| Work request |
In the records below, tally the lines that contain the word "exited" and give only that number.

| Data provided |
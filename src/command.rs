//! Abstraction over external command execution.
//!
//! [`CommandRunner`] allows swapping the real system command execution
//! ([`SystemCommandRunner`]) with a mock in tests. VPN detection relies on
//! platform tools (`scutil`, `netstat`) that are unavailable in CI or on
//! other platforms; injecting a [`CommandRunner`] keeps the parsers and the
//! detector testable without them.

use serde::{Deserialize, Deserializer, Serialize, Serializer};
use std::fmt;
use std::io::{self, Read};
use std::process::{Command, ExitStatus, Stdio};
use std::string::FromUtf8Error;
use std::sync::mpsc;
use std::thread;
use std::time::{Duration, Instant};
use thiserror::Error;
use tracing::trace;

/// Default bound on how long a command may run before being killed.
pub const DEFAULT_TIMEOUT: Duration = Duration::from_secs(5);

/// Upper bound on the command timeout.
pub const MAX_TIMEOUT: Duration = Duration::from_secs(60 * 60);

/// Time left to the output reader once the child has exited, even when the
/// deadline is already reached.
const DRAIN_GRACE: Duration = Duration::from_millis(100);

/// Interval between two checks of the child process state.
const POLL_INTERVAL: Duration = Duration::from_millis(20);

/// Errors raised while running an external command.
#[allow(missing_docs)]
#[derive(Debug, Error)]
pub enum CommandError {
    #[error("Unable to launch `{program}`")]
    Spawn {
        program: String,
        #[source]
        source: io::Error,
    },
    #[error("Unable to wait for `{program}`")]
    Wait {
        program: String,
        #[source]
        source: io::Error,
    },
    #[error("`{program}` did not finish within {timeout:?}")]
    TimedOut { program: String, timeout: Duration },
    #[error("`{program}` exited with {}", display_code(.code))]
    Status { program: String, code: Option<i32> },
    #[error("Unable to capture output of `{program}`")]
    Capture {
        program: String,
        #[source]
        source: io::Error,
    },
    #[error("`{program}` output is not valid UTF-8")]
    NotUtf8 {
        program: String,
        #[source]
        source: FromUtf8Error,
    },
}

fn display_code(code: &Option<i32>) -> String {
    match code {
        Some(c) => format!("status {c}"),
        None => "no status (killed by signal)".to_owned(),
    }
}

/// Trait for running external commands and capturing their output.
#[cfg_attr(test, mockall::automock)]
pub trait CommandRunner: Send + Sync {
    /// Run `program` with the given `args` and return its merged
    /// stdout/stderr as a [`String`].
    ///
    /// Only a zero exit status counts as success.
    fn run(&self, program: &str, args: &[String]) -> Result<String, CommandError>;
}

/// Default implementation that delegates to [`std::process::Command`].
#[derive(Debug, Clone)]
pub struct SystemCommandRunner {
    timeout: Duration,
}

impl SystemCommandRunner {
    /// Create a runner killing commands that last longer than `timeout`,
    /// capped at [`MAX_TIMEOUT`].
    pub fn new(timeout: Duration) -> Self {
        Self {
            timeout: timeout.min(MAX_TIMEOUT),
        }
    }

    fn wait_until_deadline(
        &self,
        program: &str,
        child: &mut std::process::Child,
        deadline: Instant,
    ) -> Result<ExitStatus, CommandError> {
        loop {
            match child.try_wait() {
                Ok(Some(status)) => return Ok(status),
                Ok(None) if Instant::now() >= deadline => {
                    let _ = child.kill();
                    let _ = child.wait();
                    return Err(CommandError::TimedOut {
                        program: program.to_owned(),
                        timeout: self.timeout,
                    });
                }
                Ok(None) => thread::sleep(POLL_INTERVAL),
                Err(source) => {
                    let _ = child.kill();
                    let _ = child.wait();
                    return Err(CommandError::Wait {
                        program: program.to_owned(),
                        source,
                    });
                }
            }
        }
    }
}

impl Default for SystemCommandRunner {
    fn default() -> Self {
        Self::new(DEFAULT_TIMEOUT)
    }
}

impl CommandRunner for SystemCommandRunner {
    fn run(&self, program: &str, args: &[String]) -> Result<String, CommandError> {
        let capture_error = |source: io::Error| CommandError::Capture {
            program: program.to_owned(),
            source,
        };
        // stdout and stderr share one pipe so the capture keeps arrival order.
        let (mut reader, writer) = io::pipe().map_err(capture_error)?;
        let stderr_writer = writer.try_clone().map_err(capture_error)?;

        let deadline = Instant::now()
            .checked_add(self.timeout)
            .ok_or_else(|| CommandError::TimedOut {
                program: program.to_owned(),
                timeout: self.timeout,
            })?;
        let mut child = {
            let mut command = Command::new(program);
            command
                .args(args)
                .stdin(Stdio::null())
                .stdout(writer)
                .stderr(stderr_writer);
            // `command` owns our copies of the write end: it must be dropped
            // before draining, otherwise the reader never sees EOF.
            command.spawn().map_err(|source| CommandError::Spawn {
                program: program.to_owned(),
                source,
            })?
        };
        trace!("Spawned {} {:?} (pid {})", program, args, child.id());

        let (sender, receiver) = mpsc::channel();
        thread::spawn(move || {
            let mut buf = Vec::new();
            let _ = sender.send(reader.read_to_end(&mut buf).map(|_| buf));
        });

        let status = self.wait_until_deadline(program, &mut child, deadline)?;
        // A background grandchild may keep the pipe open after the child exits.
        let captured = match receiver.recv_timeout(drain_wait(deadline, Instant::now())) {
            Ok(res) => res.map_err(capture_error)?,
            Err(mpsc::RecvTimeoutError::Timeout) => {
                return Err(CommandError::TimedOut {
                    program: program.to_owned(),
                    timeout: self.timeout,
                })
            }
            Err(mpsc::RecvTimeoutError::Disconnected) => {
                return Err(capture_error(io::Error::other("output reader stopped")));
            }
        };

        if !status.success() {
            return Err(CommandError::Status {
                program: program.to_owned(),
                code: status.code(),
            });
        }
        String::from_utf8(captured).map_err(|source| CommandError::NotUtf8 {
            program: program.to_owned(),
            source,
        })
    }
}

/// How long to wait for the captured output once the child has exited.
fn drain_wait(deadline: Instant, now: Instant) -> Duration {
    deadline.saturating_duration_since(now).max(DRAIN_GRACE)
}

/// A program and its arguments, written as a single shell-quoted string in
/// configuration files and on the command line.
///
/// ```
/// use lib::command::CommandLine;
/// let cmd: CommandLine = "/usr/sbin/netstat -rn -f inet".parse().unwrap();
/// assert_eq!(cmd.program, "/usr/sbin/netstat");
/// assert_eq!(cmd.args, ["-rn", "-f", "inet"]);
/// ```
#[derive(Debug, Clone, PartialEq, Eq)]
pub struct CommandLine {
    /// Executable path or name looked up in `PATH`
    pub program: String,
    /// Arguments passed verbatim
    pub args: Vec<String>,
}

impl CommandLine {
    /// Build a command line from its parts.
    pub fn new(program: &str, args: &[&str]) -> Self {
        CommandLine {
            program: program.to_owned(),
            args: args.iter().map(|a| a.to_string()).collect(),
        }
    }

    /// Run the command line through `runner`.
    pub fn run_with(&self, runner: &dyn CommandRunner) -> Result<String, CommandError> {
        runner.run(&self.program, &self.args)
    }
}

impl std::str::FromStr for CommandLine {
    type Err = anyhow::Error;
    fn from_str(s: &str) -> Result<Self, Self::Err> {
        let mut words = shell_words::split(s)?.into_iter();
        match words.next() {
            Some(program) if !program.is_empty() => Ok(CommandLine {
                program,
                args: words.collect(),
            }),
            _ => anyhow::bail!("Expect a program name in command '{}'", s),
        }
    }
}

impl fmt::Display for CommandLine {
    fn fmt(&self, f: &mut fmt::Formatter) -> fmt::Result {
        let words = std::iter::once(&self.program).chain(self.args.iter());
        write!(f, "{}", shell_words::join(words))
    }
}

impl Serialize for CommandLine {
    fn serialize<S>(&self, serializer: S) -> Result<S::Ok, S::Error>
    where
        S: Serializer,
    {
        serializer.collect_str(self)
    }
}

impl<'de> Deserialize<'de> for CommandLine {
    fn deserialize<D>(deserializer: D) -> Result<Self, D::Error>
    where
        D: Deserializer<'de>,
    {
        let s = String::deserialize(deserializer)?;
        s.parse().map_err(serde::de::Error::custom)
    }
}


#[cfg(all(test, unix))]
mod system_runner_should {
    use super::*;
    use test_log::test;

    fn sh(script: &str) -> Vec<String> {
        vec!["-c".to_owned(), script.to_owned()]
    }

    #[test]
    fn capture_stdout_on_success() {
        let runner = SystemCommandRunner::default();
        let out = runner.run("/bin/sh", &sh("echo hello")).unwrap();
        assert_eq!(out, "hello\n");
    }

    #[test]
    fn merge_stderr_into_capture() {
        let runner = SystemCommandRunner::default();
        let out = runner
            .run("/bin/sh", &sh("echo out; echo err 1>&2; echo again"))
            .unwrap();
        assert_eq!(out, "out\nerr\nagain\n");
    }

    #[test]
    fn fail_on_non_zero_exit() {
        let runner = SystemCommandRunner::default();
        match runner.run("/bin/sh", &sh("echo partial; exit 3")) {
            Err(CommandError::Status { code, .. }) => assert_eq!(code, Some(3)),
            other => panic!("Unexpected result {other:?}"),
        }
    }

    #[test]
    fn fail_when_program_is_missing() {
        let runner = SystemCommandRunner::default();
        assert!(matches!(
            runner.run("/nonexistent/netposture-test-binary", &[]),
            Err(CommandError::Spawn { .. })
        ));
    }

    #[test]
    fn fail_on_invalid_utf8() {
        let runner = SystemCommandRunner::default();
        assert!(matches!(
            runner.run("/bin/sh", &sh("printf '\\377\\376'")),
            Err(CommandError::NotUtf8 { .. })
        ));
    }

    #[test]
    fn kill_command_exceeding_timeout() {
        let runner = SystemCommandRunner::new(Duration::from_millis(200));
        let start = Instant::now();
        let res = runner.run("/bin/sh", &sh("exec sleep 10"));
        assert!(matches!(res, Err(CommandError::TimedOut { .. })));
        assert!(start.elapsed() < Duration::from_secs(5));
    }

    #[test]
    fn cap_huge_timeout() {
        let runner = SystemCommandRunner::new(Duration::MAX);
        let out = runner.run("/bin/sh", &sh("echo ok")).unwrap();
        assert_eq!(out, "ok\n");
    }

    #[test]
    fn leave_output_reader_a_grace_period_past_deadline() {
        let now = Instant::now();
        assert_eq!(drain_wait(now, now + Duration::from_secs(1)), DRAIN_GRACE);
        assert_eq!(drain_wait(now, now), DRAIN_GRACE);
        assert_eq!(
            drain_wait(now + Duration::from_secs(3), now),
            Duration::from_secs(3)
        );
    }

    #[test]
    fn give_up_when_background_process_holds_output() {
        let runner = SystemCommandRunner::new(Duration::from_millis(300));
        let start = Instant::now();
        let res = runner.run("/bin/sh", &sh("sleep 10 & echo started"));
        assert!(matches!(res, Err(CommandError::TimedOut { .. })));
        assert!(start.elapsed() < Duration::from_secs(5));
    }

    #[test]
    fn drain_large_output_without_blocking() {
        let runner = SystemCommandRunner::default();
        let out = runner
            .run("/bin/sh", &sh("i=0; while [ $i -lt 20000 ]; do echo line$i; i=$((i+1)); done"))
            .unwrap();
        assert_eq!(out.lines().count(), 20000);
    }
}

| Exercise answer |
3